Mechanisms of White Matter Aging

Age is the major risk factor for the most prevalent neurodegenerative diseases. Normal human aging is associated with shrinkage of brain’s white-matter volume, and an increase of patchy areas of white-matter damage, so called white-matter hyperintensities that are related to higher risk for dementia and stroke. The pilot-phase of this proposal revealed that white-matter aging is associated with myelin degeneration which results in reactive microglia that accumulate in nodules where they clear myelin debris. In addition, age-related, interferon-responsive oligodendrocytes localize in the proximity of T cells in the aging white-matter.

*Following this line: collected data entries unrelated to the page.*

#[async_trait]
impl Exchange for MockExchange {
    fn name(&self) -> &str {
        "mock"
    }

    async fn market(&self, pair: &str) -> Result<Market> {
        self.lock()
            .markets
            .get(pair)
            .cloned()
            .ok_or_else(|| BotError::Dependency(format!("Market {} not available", pair)))
    }

    async fn fetch_ticker(&self, pair: &str) -> Result<Ticker> {
        self.lock()
            .tickers
            .get(pair)
            .cloned()
            .ok_or_else(|| BotError::Temporary(format!("No ticker for {}", pair)))
    }

    async fn get_order_book(&self, pair: &str, _depth: usize) -> Result<OrderBook> {
        self.lock()
            .books
            .get(pair)
            .cloned()
            .ok_or_else(|| BotError::Temporary(format!("No order book for {}", pair)))
    }

    async fn place_order(&self, request: OrderRequest) -> Result<Order> {
        self.events
            .push(format!("place_order:{}:{}", request.side.as_str(), request.order_type.as_str()));

        let mut state = self.lock();
        state.placed.push(request.clone());

        let script = state.scripts.pop_front().unwrap_or(Scripted::Order {
            status: OrderStatus::Open,
            filled: None,
            fee: None,
        });
        let (status, filled, fee) = match script {
            Scripted::Order { status, filled, fee } => (status, filled, fee),
            Scripted::InvalidOrder => {
                return Err(BotError::InvalidOrder(format!("{} order refused", request.pair)))
            }
            Scripted::Temporary => return Err(BotError::Temporary("exchange unavailable".to_string())),
        };

        let filled = filled.unwrap_or(if status == OrderStatus::Closed {
            request.amount
        } else {
            Decimal::ZERO
        });

        state.next_id += 1;
        let order = Order {
            id: format!("mock-{}", state.next_id),
            pair: request.pair.clone(),
            status,
            side: request.side,
            order_type: request.order_type,
            price: request.price,
            average: None,
            amount: request.amount,
            filled,
            remaining: request.amount - filled,
            cost: filled * request.price,
            fee,
            stop_price: request.stop_price,
            datetime: Utc::now(),
        };
        state.orders.insert(order.id.clone(), order.clone());
        state.order_ids.push(order.id.clone());

        Ok(order)
    }

    async fn get_order(&self, order_id: &str, _pair: &str) -> Result<Order> {
        self.lock()
            .orders
            .get(order_id)
            .cloned()
            .ok_or_else(|| BotError::InvalidOrder(format!("Order {} not found", order_id)))
    }

    async fn cancel_order(&self, order_id: &str, _pair: &str) -> Result<Order> {
        self.events.push(format!("cancel_order:{}", order_id));

        let mut state = self.lock();
        state.cancelled.push(order_id.to_string());
        let order = state
            .orders
            .get_mut(order_id)
            .ok_or_else(|| BotError::InvalidOrder(format!("Order {} not found", order_id)))?;
        if order.status == OrderStatus::Open {
            order.status = OrderStatus::Canceled;
        }
        Ok(order.clone())
    }

    async fn get_trades_for_order(
        &self,
        order_id: &str,
        _pair: &str,
        _since: DateTime<Utc>,
    ) -> Result<Vec<Fill>> {
        Ok(self.lock().fills.get(order_id).cloned().unwrap_or_default())
    }

    async fn get_fee(&self, _pair: &str, _side: TakerOrMaker) -> Result<Decimal> {
        Ok(self.lock().fee)
    }

    async fn fetch_balances(&self) -> Result<HashMap<String, Balance>> {
        Ok(self.lock().balances.clone())
    }

    async fn fetch_ohlcv(&self, _pair: &str, _timeframe: &str, _limit: usize) -> Result<Vec<Candle>> {
        Ok(Vec::new())
    }
}

// ==================== Test Strategy ====================

/// Strategy with a settable signal and the stock sell rules.
pub struct TestStrategy {
    name: String,
    timeframe: String,
    stoploss: Decimal,
    trailing_stop: bool,
    order_types: OrderTypes,
    time_in_force: OrderTimeInForce,
    rules: ExitRules,
    locks: PairLocks,
    signal: Mutex<Signal>,
    forced_sell: Mutex<Option<SellReason>>,
    signal_delay: Mutex<Option<Duration>>,
    events: EventLog,
}

impl TestStrategy {
    pub fn new(config: &BotConfig, events: EventLog) -> Self {
        Self {
            name: "test".to_string(),
            timeframe: config.timeframe.clone(),
            stoploss: config.strategy.stoploss,
            trailing_stop: config.strategy.trailing_stop,
            order_types: config.strategy.order_types.clone(),
            time_in_force: config.strategy.order_time_in_force.clone(),
            rules: ExitRules::new(&config.strategy, &config.ask_strategy, config.dry_run),
            locks: PairLocks::new(),
            signal: Mutex::new(Signal::default()),
            forced_sell: Mutex::new(None),
            signal_delay: Mutex::new(None),
            events,
        }
    }

    pub fn set_signal(&self, buy: bool, sell: bool) {
        *self.signal.lock().expect("signal poisoned") = Signal { buy, sell };
    }

    /// Make every sell check fire with `reason`.
    pub fn force_sell(&self, reason: Option<SellReason>) {
        *self.forced_sell.lock().expect("forced sell poisoned") = reason;
    }

    /// Make `get_signal` take `delay` to answer.
    pub fn delay_signal(&self, delay: Duration) {
        *self.signal_delay.lock().expect("signal delay poisoned") = Some(delay);
    }
}

#[async_trait]
impl StrategyOracle for TestStrategy {
    fn name(&self) -> &str {
        &self.name
    }

    fn timeframe(&self) -> &str {
        &self.timeframe
    }

    fn stoploss(&self) -> Decimal {
        self.stoploss
    }

    fn order_types(&self) -> &OrderTypes {
        &self.order_types
    }

    fn time_in_force(&self) -> &OrderTimeInForce {
        &self.time_in_force
    }

    fn trailing_stop(&self) -> bool {
        self.trailing_stop
    }

    async fn get_signal(
        &self,
        pair: &str,
        _timeframe: &str,
        _candles: &[Candle],
        _ctx: &StrategyContext,
    ) -> Signal {
        self.events.push(format!("signal_start:{}", pair));
        let delay = *self.signal_delay.lock().expect("signal delay poisoned");
        if let Some(delay) = delay {
            tokio::time::sleep(delay).await;
        }
        self.events.push(format!("signal_end:{}", pair));
        *self.signal.lock().expect("signal poisoned")
    }

    fn should_sell(
        &self,
        trade: &mut Trade,
        rate: Decimal,
        now: DateTime<Utc>,
        buy: bool,
        sell: bool,
        force_stoploss: Decimal,
    ) -> SellCheck {
        if let Some(reason) = *self.forced_sell.lock().expect("forced sell poisoned") {
            return SellCheck::sell(reason);
        }
        self.rules.should_sell(trade, rate, now, buy, sell, force_stoploss)
    }

    fn pair_locks(&self) -> &PairLocks {
        &self.locks
    }
}

// ==================== Harness ====================

pub const PAIR: &str = "ETH/USDT";

/// Configuration used by most scenarios: fixed 100 USDT stakes, no ROI
/// table so exits only happen when a test asks for one.
pub fn test_config() -> BotConfig {
    let mut config = BotConfig::default();
    config.stake_currency = "USDT".to_string();
    config.stake_amount = StakeAmount::Fixed(dec!(100));
    config.max_open_trades = 3;
    config.pairs = vec![PAIR.to_string(), "BTC/USDT".to_string()];
    config.strategy.minimal_roi.clear();
    config
}

pub struct Harness {
    pub events: EventLog,
    pub exchange: Arc<MockExchange>,
    pub strategy: Arc<TestStrategy>,
    pub repository: Arc<InMemoryTradeRepository>,
    pub lifecycle: Arc<TradeLifecycle>,
    pub notifications: UnboundedReceiver<Notification>,
}

impl Harness {
    pub fn new(config: BotConfig) -> Self {
        let events = EventLog::default();
        let exchange = Arc::new(MockExchange::new(events.clone()));
        for pair in &config.pairs {
            exchange.add_market(Market::new(pair));
        }
        exchange.set_ticker(PAIR, dec!(99), dec!(100), dec!(100));
        exchange.set_ticker("BTC/USDT", dec!(29990), dec!(30000), dec!(30000));
        exchange.set_balance("USDT", dec!(1000));

        let strategy = Arc::new(TestStrategy::new(&config, events.clone()));
        let repository = Arc::new(InMemoryTradeRepository::new());
        let data = Arc::new(ExchangeDataProvider::new(exchange.clone()));
        let (notifier, notifications) = Notifier::channel();

        let lifecycle = Arc::new(TradeLifecycle::new(
            config,
            exchange.clone(),
            strategy.clone(),
            repository.clone(),
            data,
            notifier,
        ));

        Self {
            events,
            exchange,
            strategy,
            repository,
            lifecycle,
            notifications,
        }
    }

    /// Every notification emitted so far.
    pub fn drain_notifications(&mut self) -> Vec<Notification> {
        let mut received = Vec::new();
        while let Ok(notification) = self.notifications.try_recv() {
            received.push(notification);
        }
        received
    }

    pub fn trades(&self) -> Vec<Trade> {
        self.repository.all_trades().expect("repository readable")
    }

    pub fn only_trade(&self) -> Trade {
        let trades = self.trades();
        assert_eq!(trades.len(), 1, "expected exactly one trade, got {:?}", trades);
        trades.into_iter().next().expect("one trade")
    }

    /// Open a fully filled 1 ETH position at 100 and hold the coins.
    pub async fn open_filled_trade(&self) -> Trade {
        self.exchange.script_order(OrderStatus::Closed, None);
        let opened = self
            .lifecycle
            .execute_buy(PAIR, dec!(100), None)
            .await
            .expect("buy succeeds");
        assert!(opened);
        self.exchange.set_balance("ETH", dec!(1));
        self.only_trade()
    }
}

/// Whether two decimals agree to 8 places.
pub fn approx(a: Decimal, b: Decimal) -> bool {
    (a - b).abs() < dec!(0.00000001)
}

/// Order book from (price, amount) levels, best first.
pub fn order_book(bids: &[(Decimal, Decimal)], asks: &[(Decimal, Decimal)]) -> OrderBook {
    let levels = |side: &[(Decimal, Decimal)]| {
        side.iter()
            .map(|&(price, amount)| BookLevel { price, amount })
            .collect()
    };
    OrderBook {
        bids: levels(bids),
        asks: levels(asks),
    }
}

Absence of functional lymphocytes decreases the number of interferon-responsive oligodendrocytes and increases the total density of oligodendrocytes, providing evidence that the adaptive immune system is an important modifier of white-matter aging. Now, the proposal aims to establish causality of the pathological processes. In addition, the underlying reason for myelin degeneration and its consequences will be studied. Specifically, they will test the hypothesis that damage to long-lived macromolecules alters white-matter integrity, driving a vicious cycle of adaptive and innate immune activation that contributes to white-matter aging. To realize the aims, the proposal pursues an integrative and multidisciplinary approach by bringing together various methods including single-cell and spatial genomics, proteomics, lipidomics and Spatial-Transcriptomics correlated Electron-Microscopy (STEM). If successful, the proposal will explain the mechanisms of white-matter aging, and also define new therapeutic strategies how to prevent neurodegeneration.

This project was selected for the second phase of the Collaborative Pairs RFA.